• [WORKING DATA]:
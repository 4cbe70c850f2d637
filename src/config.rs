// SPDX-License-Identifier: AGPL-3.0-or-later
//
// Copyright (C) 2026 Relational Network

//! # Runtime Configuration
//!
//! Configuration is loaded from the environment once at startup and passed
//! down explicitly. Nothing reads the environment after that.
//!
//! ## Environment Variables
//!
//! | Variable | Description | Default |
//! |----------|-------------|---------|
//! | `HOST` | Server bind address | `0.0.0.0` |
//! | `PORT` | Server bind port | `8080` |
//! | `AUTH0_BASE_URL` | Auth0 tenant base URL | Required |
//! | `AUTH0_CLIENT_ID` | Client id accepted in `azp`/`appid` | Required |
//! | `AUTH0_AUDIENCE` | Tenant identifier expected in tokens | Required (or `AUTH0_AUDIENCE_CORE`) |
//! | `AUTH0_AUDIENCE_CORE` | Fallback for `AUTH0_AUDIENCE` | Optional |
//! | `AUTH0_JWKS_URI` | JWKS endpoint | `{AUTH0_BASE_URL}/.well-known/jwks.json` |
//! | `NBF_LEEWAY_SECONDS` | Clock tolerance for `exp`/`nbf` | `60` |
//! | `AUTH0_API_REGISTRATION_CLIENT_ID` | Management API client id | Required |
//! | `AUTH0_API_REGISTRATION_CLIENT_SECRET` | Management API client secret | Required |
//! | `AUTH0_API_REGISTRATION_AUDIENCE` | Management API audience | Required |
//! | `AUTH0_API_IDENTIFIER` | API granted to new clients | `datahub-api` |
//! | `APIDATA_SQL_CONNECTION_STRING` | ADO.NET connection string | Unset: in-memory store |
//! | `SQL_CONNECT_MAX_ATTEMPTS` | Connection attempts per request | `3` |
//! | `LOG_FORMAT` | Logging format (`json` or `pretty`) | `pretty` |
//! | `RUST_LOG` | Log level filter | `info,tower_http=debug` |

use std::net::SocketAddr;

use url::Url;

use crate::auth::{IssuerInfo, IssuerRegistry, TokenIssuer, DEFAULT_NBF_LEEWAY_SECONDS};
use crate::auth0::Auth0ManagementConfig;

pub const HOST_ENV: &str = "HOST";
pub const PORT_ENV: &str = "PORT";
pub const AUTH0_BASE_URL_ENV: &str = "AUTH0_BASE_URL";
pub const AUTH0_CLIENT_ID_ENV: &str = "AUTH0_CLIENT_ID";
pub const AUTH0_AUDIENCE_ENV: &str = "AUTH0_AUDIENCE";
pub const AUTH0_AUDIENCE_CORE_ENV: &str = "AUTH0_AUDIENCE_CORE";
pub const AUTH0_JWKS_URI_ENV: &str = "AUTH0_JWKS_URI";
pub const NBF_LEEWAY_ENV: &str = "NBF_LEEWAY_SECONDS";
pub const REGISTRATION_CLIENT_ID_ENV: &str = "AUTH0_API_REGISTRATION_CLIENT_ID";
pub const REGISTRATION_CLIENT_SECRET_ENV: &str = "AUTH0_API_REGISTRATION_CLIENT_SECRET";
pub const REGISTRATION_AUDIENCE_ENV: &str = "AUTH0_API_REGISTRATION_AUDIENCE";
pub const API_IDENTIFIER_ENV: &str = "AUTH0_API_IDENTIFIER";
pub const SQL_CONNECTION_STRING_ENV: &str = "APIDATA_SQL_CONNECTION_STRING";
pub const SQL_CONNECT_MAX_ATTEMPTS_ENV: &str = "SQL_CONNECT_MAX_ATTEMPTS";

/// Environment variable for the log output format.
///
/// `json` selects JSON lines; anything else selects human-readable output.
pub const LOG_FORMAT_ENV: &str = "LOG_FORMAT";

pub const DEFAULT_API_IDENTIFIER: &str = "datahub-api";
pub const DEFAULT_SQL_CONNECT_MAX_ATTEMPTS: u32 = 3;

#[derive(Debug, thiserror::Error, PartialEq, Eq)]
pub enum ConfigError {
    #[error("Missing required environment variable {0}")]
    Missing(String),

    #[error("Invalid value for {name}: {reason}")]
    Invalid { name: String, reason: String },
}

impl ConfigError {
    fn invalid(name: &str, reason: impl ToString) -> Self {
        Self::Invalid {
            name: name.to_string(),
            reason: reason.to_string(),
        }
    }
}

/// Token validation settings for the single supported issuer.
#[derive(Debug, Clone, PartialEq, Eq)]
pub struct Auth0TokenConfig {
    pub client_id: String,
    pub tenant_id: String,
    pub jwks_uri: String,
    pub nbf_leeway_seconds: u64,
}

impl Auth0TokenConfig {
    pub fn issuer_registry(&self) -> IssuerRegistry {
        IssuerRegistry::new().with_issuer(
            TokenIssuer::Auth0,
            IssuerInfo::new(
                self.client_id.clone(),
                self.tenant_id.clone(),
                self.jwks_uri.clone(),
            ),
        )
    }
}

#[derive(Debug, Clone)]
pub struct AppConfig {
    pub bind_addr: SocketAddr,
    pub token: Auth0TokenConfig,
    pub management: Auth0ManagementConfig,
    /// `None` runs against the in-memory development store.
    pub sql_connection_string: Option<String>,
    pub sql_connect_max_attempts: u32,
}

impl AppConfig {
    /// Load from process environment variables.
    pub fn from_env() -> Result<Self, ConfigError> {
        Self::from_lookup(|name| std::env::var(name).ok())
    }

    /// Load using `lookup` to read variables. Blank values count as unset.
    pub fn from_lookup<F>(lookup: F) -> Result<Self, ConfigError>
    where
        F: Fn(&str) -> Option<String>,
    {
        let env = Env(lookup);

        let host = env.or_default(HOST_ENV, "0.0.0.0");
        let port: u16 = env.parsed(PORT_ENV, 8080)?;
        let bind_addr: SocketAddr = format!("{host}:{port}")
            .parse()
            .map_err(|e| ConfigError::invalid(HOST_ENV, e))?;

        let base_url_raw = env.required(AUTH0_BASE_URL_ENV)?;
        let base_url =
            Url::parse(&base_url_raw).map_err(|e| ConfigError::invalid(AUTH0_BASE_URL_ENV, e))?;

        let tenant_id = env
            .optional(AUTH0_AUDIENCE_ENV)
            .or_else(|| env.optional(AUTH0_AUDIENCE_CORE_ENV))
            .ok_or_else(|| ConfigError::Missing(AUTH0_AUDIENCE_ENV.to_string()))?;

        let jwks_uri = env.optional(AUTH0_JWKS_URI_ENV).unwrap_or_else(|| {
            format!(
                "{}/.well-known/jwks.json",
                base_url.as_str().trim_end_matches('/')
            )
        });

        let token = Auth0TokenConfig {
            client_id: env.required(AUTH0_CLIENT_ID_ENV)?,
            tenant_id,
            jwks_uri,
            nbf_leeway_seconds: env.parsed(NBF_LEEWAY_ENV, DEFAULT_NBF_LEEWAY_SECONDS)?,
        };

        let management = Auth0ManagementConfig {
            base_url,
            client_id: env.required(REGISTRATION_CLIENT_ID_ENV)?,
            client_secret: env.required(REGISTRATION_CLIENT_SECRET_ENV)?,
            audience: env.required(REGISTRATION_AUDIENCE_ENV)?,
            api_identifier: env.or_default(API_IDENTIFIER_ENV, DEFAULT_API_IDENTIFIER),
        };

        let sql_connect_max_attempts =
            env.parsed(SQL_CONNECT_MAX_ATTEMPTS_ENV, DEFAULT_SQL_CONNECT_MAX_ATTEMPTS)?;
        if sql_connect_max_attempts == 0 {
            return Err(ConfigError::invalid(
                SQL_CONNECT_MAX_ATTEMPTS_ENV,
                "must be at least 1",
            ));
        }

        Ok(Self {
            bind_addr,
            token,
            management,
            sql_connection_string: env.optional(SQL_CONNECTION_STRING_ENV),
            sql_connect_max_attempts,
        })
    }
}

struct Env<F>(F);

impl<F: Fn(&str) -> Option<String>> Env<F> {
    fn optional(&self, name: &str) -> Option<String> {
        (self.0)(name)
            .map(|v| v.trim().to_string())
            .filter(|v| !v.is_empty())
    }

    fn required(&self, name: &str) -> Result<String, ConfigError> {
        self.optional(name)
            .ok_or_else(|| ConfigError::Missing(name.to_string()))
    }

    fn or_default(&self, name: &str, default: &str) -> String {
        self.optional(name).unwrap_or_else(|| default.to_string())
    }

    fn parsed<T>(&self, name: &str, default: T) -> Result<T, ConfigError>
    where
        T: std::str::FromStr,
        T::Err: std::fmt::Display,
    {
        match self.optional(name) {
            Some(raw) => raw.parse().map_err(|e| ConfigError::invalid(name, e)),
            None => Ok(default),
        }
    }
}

• [TASK ITEM]: Work out how many lines of the material contain the word "Result" and answer with that number only.

• [FINAL ANSWER]: 4